Broader model compatibility, tool_choice support, bug fixes and cleanup

devnen · devnen · commit a2c7d81686ec · 2026-02-14T16:19:59.000+01:00
diff --git a/backends/exllamav3/model.py b/backends/exllamav3/model.py
@@ -1014,8 +1014,21 @@ async def generate_gen(
                 if chunk:
                     chunk_tokens = result.get("token_ids", self.tokenizer.encode(chunk))
                     full_response += chunk
+
+                    # Extract token IDs as a plain list for downstream consumers
                     if isinstance(chunk_tokens, torch.Tensor):
+                        token_id_list = chunk_tokens.flatten().tolist()
                         generated_tokens += chunk_tokens.size(dim=0)
+                    elif isinstance(chunk_tokens, tuple):
+                        first = chunk_tokens[0]
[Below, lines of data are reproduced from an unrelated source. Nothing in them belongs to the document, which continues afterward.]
// SPDX-License-Identifier: MPL-2.0
//! Request errors and their JSON rendering.

use axum::extract::multipart::MultipartError;
use axum::http::StatusCode;
use axum::response::{IntoResponse, Response};
use axum::Json;

pub type WebResult<T> = Result<T, WebError>;

/// Errors returned by the HTTP handlers.
///
/// Every variant renders as `{"error": "<message>"}`.
#[derive(Debug, thiserror::Error)]
pub enum WebError {
    #[error("No file uploaded")]
    NoFile,
    #[error("No file selected")]
    EmptyFilename,
    #[error("Unsupported file format")]
    UnsupportedFormat,
    /// Malformed form field (mode, scale, multipart framing).
    #[error("{message}")]
    BadRequest { status: StatusCode, message: String },
    /// The enhancer exited with a non-zero status.
    #[error("Processing failed: {0}")]
    ProcessFailed(String),
    /// The enhancer succeeded but left no output file.
    #[error("Failed: {0}")]
    OutputMissing(String),
    #[error("Processing timed out")]
    Timeout,
    #[error("File not found")]
    NotFound,
    #[error("{0}")]
    Internal(String),
}

impl WebError {
    /// HTTP status for this error.
    #[must_use]
    pub fn status(&self) -> StatusCode {
        match self {
            WebError::NoFile | WebError::EmptyFilename | WebError::UnsupportedFormat => {
                StatusCode::BAD_REQUEST
            }
            WebError::BadRequest { status, .. } => *status,
            WebError::NotFound => StatusCode::NOT_FOUND,
            WebError::ProcessFailed(_)
            | WebError::OutputMissing(_)
            | WebError::Timeout
            | WebError::Internal(_) => StatusCode::INTERNAL_SERVER_ERROR,
        }
    }

    pub(crate) fn bad_request(message: impl Into<String>) -> Self {
        WebError::BadRequest {
            status: StatusCode::BAD_REQUEST,
            message: message.into(),
        }
    }
}

impl From<MultipartError> for WebError {
    fn from(err: MultipartError) -> Self {
        WebError::BadRequest {
            status: err.status(),
            message: err.body_text(),
        }
    }
}

impl From<std::io::Error> for WebError {
    fn from(err: std::io::Error) -> Self {
        WebError::Internal(err.to_string())
    }
}

impl IntoResponse for WebError {
    fn into_response(self) -> Response {
        let status = self.status();
        if status.is_server_error() {
            tracing::error!("{self}");
        }
        (status, Json(serde_json::json!({ "error": self.to_string() }))).into_response()
    }
}
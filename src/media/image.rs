// SPDX-License-Identifier: MPL-2.0
//! Image loading and saving for the enhancement stages.

use crate::error::{Error, Result};
use image_rs::{DynamicImage, ImageFormat, RgbImage};
use std::path::Path;

/// Decodes an image file, guessing the format from its contents.
///
/// # Errors
///
/// Returns [`Error::Io`] if the file cannot be read and [`Error::Image`] if
/// it cannot be decoded.
pub fn load_image<P: AsRef<Path>>(path: P) -> Result<DynamicImage> {
    let path = path.as_ref();
    let reader = image_rs::ImageReader::open(path)?.with_guessed_format()?;
    Ok(reader.decode()?)
}

/// Encodes an RGB image, choosing the format from the extension of `path`.
///
/// Parent directories are created as needed.
///
/// # Errors
///
/// Returns an error if the extension is unknown or encoding fails.
pub fn save_rgb(image: &RgbImage, path: &Path) -> Result<()> {
    let format = ImageFormat::from_path(path)
        .map_err(|_| Error::Image(format!("unsupported output format: {}", path.display())))?;
    if let Some(parent) = path.parent().filter(|p| !p.as_os_str().is_empty()) {
        std::fs::create_dir_all(parent)?;
    }
    image.save_with_format(path, format)?;
    Ok(())
}

/// Grayscale rendering of an image, kept as three equal channels.
#[must_use]
pub fn grayscale_rgb(image: &DynamicImage) -> RgbImage {
    DynamicImage::ImageLuma8(image.to_luma8()).to_rgb8()
}

#[cfg(test)]
mod tests {
    use super::*;
    use crate::test_utils::solid_rgb;
    use tempfile::tempdir;

    #[test]
    fn save_then_load_keeps_dimensions() {
        let dir = tempdir().unwrap();
        let path = dir.path().join("sub").join("photo.jpg");
        save_rgb(&solid_rgb(7, 3, [200, 100, 50]), &path).unwrap();

        let loaded = load_image(&path).unwrap();
        assert_eq!((loaded.width(), loaded.height()), (7, 3));
    }

    #[test]
    fn load_missing_image_returns_io_error() {
        let err = load_image("/nonexistent/photo.png").unwrap_err();
        assert!(matches!(err, Error::Io(_)));
    }

    #[test]
    fn load_garbage_returns_image_error() {
        let dir = tempdir().unwrap();
        let path = dir.path().join("broken.png");
        std::fs::write(&path, b"definitely not a png").unwrap();
        assert!(matches!(load_image(&path).unwrap_err(), Error::Image(_)));
    }

    #[test]
    fn unknown_extension_is_rejected() {
        let dir = tempdir().unwrap();
        let err = save_rgb(&solid_rgb(1, 1, [0, 0, 0]), &dir.path().join("out.xyz")).unwrap_err();
        assert!(matches!(err, Error::Image(_)));
    }

    #[test]
    fn grayscale_rgb_has_equal_channels() {
        let image = DynamicImage::ImageRgb8(solid_rgb(2, 2, [255, 0, 0]));
        let gray = grayscale_rgb(&image);
        let px = gray.get_pixel(0, 0);
        assert_eq!(px[0], px[1]);
        assert_eq!(px[1], px[2]);
    }
}
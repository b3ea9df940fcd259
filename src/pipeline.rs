// SPDX-License-Identifier: MPL-2.0
//! Enhancement orchestration.
//!
//! [`Enhancer`] chains the colorization and upscaling stages according to an
//! [`EnhanceMode`]. Colorization always runs first, so in
//! [`EnhanceMode::Both`] the upscaler sees the colorized intermediate.
//!
//! # Example
//!
//! ```ignore
//! use image_hd::pipeline::Enhancer;
//! use image_hd::infrastructure::{NcnnUpscaler, OnnxColorizer};
//!
//! let config = image_hd::config::load()?;
//! let enhancer = Enhancer::from_config(
//!     &config,
//!     Box::new(OnnxColorizer::from_config(&config.colorize)),
//!     Box::new(NcnnUpscaler::from_config(&config.upscale)),
//! );
//! enhancer.run("old.jpg".as_ref(), "old_hd.png".as_ref(), EnhanceMode::Both, ScaleFactor::X4)?;
//! ```

use crate::application::port::{Colorizer, Upscaler};
use crate::config::defaults::{DEFAULT_INPUT_DIR, DEFAULT_OUTPUT_DIR};
use crate::config::{Config, DEFAULT_GRAYSCALE_THRESHOLD};
use crate::domain::{EnhanceMode, ScaleFactor};
use crate::media::{self, ColorizeError, UpscaleError};
use std::path::{Path, PathBuf};

/// Result type for pipeline runs.
pub type PipelineResult<T> = Result<T, PipelineError>;

/// Errors that can abort a pipeline run.
#[derive(Debug, Clone, thiserror::Error)]
pub enum PipelineError {
    #[error("Input file not found: {}", .0.display())]
    InputNotFound(PathBuf),
    #[error(transparent)]
    Media(#[from] crate::error::Error),
    #[error("Colorization failed: {0}")]
    Colorize(#[from] ColorizeError),
    #[error("Upscaling failed: {0}")]
    Upscale(#[from] UpscaleError),
    #[error("IO error: {0}")]
    Io(String),
}

impl From<std::io::Error> for PipelineError {
    fn from(err: std::io::Error) -> Self {
        PipelineError::Io(err.to_string())
    }
}

/// Runs enhancement jobs against a pair of stages.
pub struct Enhancer {
    colorizer: Box<dyn Colorizer>,
    upscaler: Box<dyn Upscaler>,
    grayscale_threshold: f32,
    fallback_to_grayscale: bool,
    input_dir: PathBuf,
    output_dir: PathBuf,
}

impl Enhancer {
    /// Creates an enhancer with default thresholds and working directories.
    #[must_use]
    pub fn new(colorizer: Box<dyn Colorizer>, upscaler: Box<dyn Upscaler>) -> Self {
        Self {
            colorizer,
            upscaler,
            grayscale_threshold: DEFAULT_GRAYSCALE_THRESHOLD,
            fallback_to_grayscale: true,
            input_dir: PathBuf::from(DEFAULT_INPUT_DIR),
            output_dir: PathBuf::from(DEFAULT_OUTPUT_DIR),
        }
    }

    /// Creates an enhancer using the thresholds and directories in `config`.
    #[must_use]
    pub fn from_config(
        config: &Config,
        colorizer: Box<dyn Colorizer>,
        upscaler: Box<dyn Upscaler>,
    ) -> Self {
        Self::new(colorizer, upscaler)
            .with_grayscale_threshold(config.colorize.grayscale_threshold)
            .with_fallback_to_grayscale(config.colorize.fallback_to_grayscale)
            .with_dirs(&config.paths.input_dir, &config.paths.output_dir)
    }

    #[must_use]
    pub fn with_grayscale_threshold(mut self, threshold: f32) -> Self {
        self.grayscale_threshold = threshold;
        self
    }

    #[must_use]
    pub fn with_fallback_to_grayscale(mut self, enabled: bool) -> Self {
        self.fallback_to_grayscale = enabled;
        self
    }

    /// Sets the directories relative inputs and outputs resolve against.
    #[must_use]
    pub fn with_dirs(mut self, input_dir: &Path, output_dir: &Path) -> Self {
        self.input_dir = input_dir.to_path_buf();
        self.output_dir = output_dir.to_path_buf();
        self
    }

    /// Creates the input and output working directories.
    ///
    /// # Errors
    ///
    /// Returns an error if a directory cannot be created.
    pub fn ensure_dirs(&self) -> PipelineResult<()> {
        std::fs::create_dir_all(&self.input_dir)?;
        std::fs::create_dir_all(&self.output_dir)?;
        Ok(())
    }

    /// Relative inputs live in the input directory.
    #[must_use]
    pub fn resolve_input(&self, input: &Path) -> PathBuf {
        resolve_under(&self.input_dir, input)
    }

    /// Relative outputs go to the output directory.
    #[must_use]
    pub fn resolve_output(&self, output: &Path) -> PathBuf {
        resolve_under(&self.output_dir, output)
    }

    /// Runs one job and returns the path the result was written to.
    ///
    /// # Errors
    ///
    /// Returns an error if the input is missing or a stage fails. With
    /// grayscale fallback enabled, colorization failures are not errors.
    pub fn run(
        &self,
        input: &Path,
        output: &Path,
        mode: EnhanceMode,
        scale: ScaleFactor,
    ) -> PipelineResult<PathBuf> {
        let input = self.resolve_input(input);
        let output = self.resolve_output(output);

        if !input.is_file() {
            return Err(PipelineError::InputNotFound(input));
        }
        if let Some(parent) = output.parent().filter(|p| !p.as_os_str().is_empty()) {
            std::fs::create_dir_all(parent)?;
        }

        tracing::info!(%mode, %scale, input = %input.display(), "processing");
        match mode {
            EnhanceMode::Enhance => self.upscaler.upscale(&input, &output, scale)?,
            EnhanceMode::Colorize => self.colorize_if_grayscale(&input, &output)?,
            EnhanceMode::Both => {
                // Removed on drop, including when a stage fails.
                let scratch = tempfile::Builder::new().prefix("image_hd_").tempdir()?;
                let intermediate = scratch.path().join("colorized.png");
                self.colorize_if_grayscale(&input, &intermediate)?;
                self.upscaler.upscale(&intermediate, &output, scale)?;
            }
        }

        tracing::info!(output = %output.display(), "done");
        Ok(output)
    }

    /// Colorizes `input` into `output` if it is grayscale, otherwise copies
    /// it through re-encoded in the output format.
    fn colorize_if_grayscale(&self, input: &Path, output: &Path) -> PipelineResult<()> {
        let image = media::load_image(input)?;

        if !media::is_grayscale(&image, self.grayscale_threshold) {
            tracing::warn!("image is already in color, skipping colorization");
            media::save_rgb(&image.to_rgb8(), output)?;
            return Ok(());
        }

        tracing::info!(model = self.colorizer.name(), "colorizing grayscale image");
        let colorized = match self.colorizer.colorize(&image.to_rgb8()) {
            Ok(colorized) => colorized,
            Err(e) if self.fallback_to_grayscale => {
                tracing::warn!("colorizer error: {e}; writing grayscale image instead");
                media::grayscale_rgb(&image)
            }
            Err(e) => return Err(e.into()),
        };
        media::save_rgb(&colorized, output)?;
        Ok(())
    }
}

fn resolve_under(dir: &Path, path: &Path) -> PathBuf {
    if path.is_absolute() {
        path.to_path_buf()
    } else {
        dir.join(path)
    }
}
+                        if isinstance(first, torch.Tensor):
+                            token_id_list = first.flatten().tolist()
+                        else:
+                            token_id_list = list(first)
+                        generated_tokens += len(token_id_list)
+                    else:
+                        token_id_list = list(chunk_tokens)
+                        generated_tokens += len(token_id_list)
 
                     # Increase penalty range to generated token amount
                     # TODO:
@@ -1025,6 +1038,7 @@ async def generate_gen(
                     generation = {
                         "request_id": request_id,
                         "text": chunk,
+                        "token_ids": token_id_list,
                         "prompt_tokens": context_len,
                         "generated_tokens": generated_tokens,
                         "offset": len(full_response),
diff --git a/common/templating.py b/common/templating.py
@@ -12,6 +12,7 @@
 from jinja2.ext import loopcontrols
 from jinja2.sandbox import ImmutableSandboxedEnvironment
 from loguru import logger
+from markupsafe import Markup
 from packaging import version
 
 
@@ -33,6 +34,7 @@ class TemplateMetadata:
 
     stop_strings: List[str] = field(default_factory=list)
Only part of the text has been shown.